Thursday, June 20, 2013

Wednesday June 12


Blog Wed june12

Our visit to Wanuskewin
           
Life is about cycles
The day
seasons
growth
elements

What can we learn from Wanuskewin?  It has to go beyond just bringing a class here.  How can the learning that can come from here be made meaningful?  How do we find that deeper meaning?  What crisis may arise from that deeper meaning?

Kumashiro - Chapter 2 - Preparing Teachers for a crisis

In the education system we have a prescribed way in which we are told that students learn.   Why do we thing they should learn and behave in the way that we think they should?

Our perceived success is based on their actions

When we teach students, we are really only teaching them only certain select things, there is a tendency to resist knowledge that challenges the status quo.  Challenging oppression requires a broader social context in which we live. 

Using the Medicine wheel, how can we find different anchors to define us in society? 
Can we choose to be defined by our connection to the elements?  Our connection to our own growth?  Our connection to life cycles and systems?  Our connection to Social Justice Systems?
Learning Through Crisis

When students are forced to address change it can be emotional, disorientating, frustrating, confusing.  The discomfort calls on the students to make that change. 

Crisis is the emotional discomfort requiring someone to make a change.  They need the time to work through their discomfort and disorientation.  It is a double edged sword in that it can lead the student to either desire or resist change.  What triggers crisis and the path that is taken to move past crisis will not be the same for everyone. 
Crisis ultimately means that the students are learning knowledge that challenges the status quo.

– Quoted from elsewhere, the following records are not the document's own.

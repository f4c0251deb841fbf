//! A process-wide collection of named languages.

use std::{
    collections::HashMap,
    sync::{Arc, PoisonError, RwLock},
};

use thiserror::Error;

use super::{validate, LanguageBuilder, LanguageDefinition, ValidationError};
use crate::{
    options::ParseOptions,
    result::{ParseCallError, ParseExpressionResult},
};

/// Why a language couldn't be registered.
#[derive(Debug, Clone, PartialEq, Eq, Error)]
pub enum RegistryError {
    #[error(transparent)]
    Invalid(#[from] ValidationError),

    #[error("a language named '{0}' is already registered")]
    Duplicate(String),
}

/// Languages by name.
///
/// Registration validates the definition, so everything in a registry is
/// known to be usable. The registry can be shared between threads, and
/// languages handed out are shared too.
#[derive(Debug, Default)]
pub struct LanguageRegistry {
    languages: RwLock<HashMap<String, Arc<LanguageDefinition>>>,
}

impl LanguageRegistry {
    pub fn new() -> Self {
        LanguageRegistry::default()
    }

    /// Build and register a language.
    pub fn register(
        &self,
        builder: LanguageBuilder,
    ) -> Result<Arc<LanguageDefinition>, RegistryError> {
        self.register_definition(builder.build()?)
    }

    /// Register an already built language. It's validated again, as it may
    /// have come from somewhere else.
    pub fn register_definition(
        &self,
        language: LanguageDefinition,
    ) -> Result<Arc<LanguageDefinition>, RegistryError> {
        validate(&language)?;

        let mut languages = self
            .languages
            .write()
            .unwrap_or_else(PoisonError::into_inner);

        if languages.contains_key(language.name()) {
            return Err(RegistryError::Duplicate(language.name().to_string()));
        }

        let language = Arc::new(language);
        languages.insert(language.name().to_string(), Arc::clone(&language));
        tracing::debug!(language = %language.name(), "language registered");

        Ok(language)
    }

    pub fn get(&self, name: &str) -> Option<Arc<LanguageDefinition>> {
        self.languages
            .read()
            .unwrap_or_else(PoisonError::into_inner)
            .get(name)
            .cloned()
    }

    /// The names of every registered language, sorted.
    pub fn names(&self) -> Vec<String> {
        let mut names: Vec<_> = self
            .languages
            .read()
            .unwrap_or_else(PoisonError::into_inner)
            .keys()
            .cloned()
            .collect();
        names.sort();
        names
    }

    fn language(&self, name: &str) -> Result<Arc<LanguageDefinition>, ParseCallError> {
        self.get(name)
            .ok_or_else(|| ParseCallError::UnknownLanguage(name.to_string()))
    }

    /// Parse `text` with the language called `name`.
    pub fn parse_expression<'t>(
        &self,
        name: &str,
        text: &'t str,
        options: &ParseOptions,
    ) -> Result<ParseExpressionResult<'t>, ParseCallError> {
        crate::parse_expression(&*self.language(name)?, text, options)
    }

    /// Parse a single braces expression with the language called `name`.
    pub fn parse_braces_expression<'t>(
        &self,
        name: &str,
        text: &'t str,
        options: &ParseOptions,
    ) -> Result<ParseExpressionResult<'t>, ParseCallError> {
        crate::parse_braces_expression(&*self.language(name)?, text, options)
    }

    /// Parse a single code block with the language called `name`.
    pub fn parse_code_block_expression<'t>(
        &self,
        name: &str,
        text: &'t str,
        options: &ParseOptions,
    ) -> Result<ParseExpressionResult<'t>, ParseCallError> {
        crate::parse_code_block_expression(&*self.language(name)?, text, options)
    }
}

I keep thinking about "American History X" and the change Edward Norton's Character goes through.  It was uncomfortable to watch the frustration and confusion he faced as he tries to leave the skin head society.
I would love to show the film in a class some day, but there are way too many graphic violence/sexual violent scenes for that to ever realistically happen.  I know that it had a profound effect on me when I first saw it.  I think because his ability to argue for the skinhead values scared me.  It scared me because I didn't have the language to counter it.  

This video gives me hope and is a reminder of what racism and oppression has cost us




Kumashiro - Chapter 3 - Preparing teachers for uncertainty

must address the way that we teach, not only what we teach. 
what we do and do not do
what we say and do not say
what we include and what we exclude
how we interact and how we do not interact. 

We think we are opening minds, but we do not know how or what a student will learn.  Depending on their prior learning students will see things through different lenses. 

There is an impossibility to teach everything perfectly.  The goal should be to acknowledge the hidden curriculum and make it visible, to point out the various lenses.  Teachers need to model the behaviour they want to teach, so teachers need to go through the process of being uncomfortable in crisis and working through it in a visible way. 

I think the most important thing is for a teacher to admit they don't know everything and that we are only human.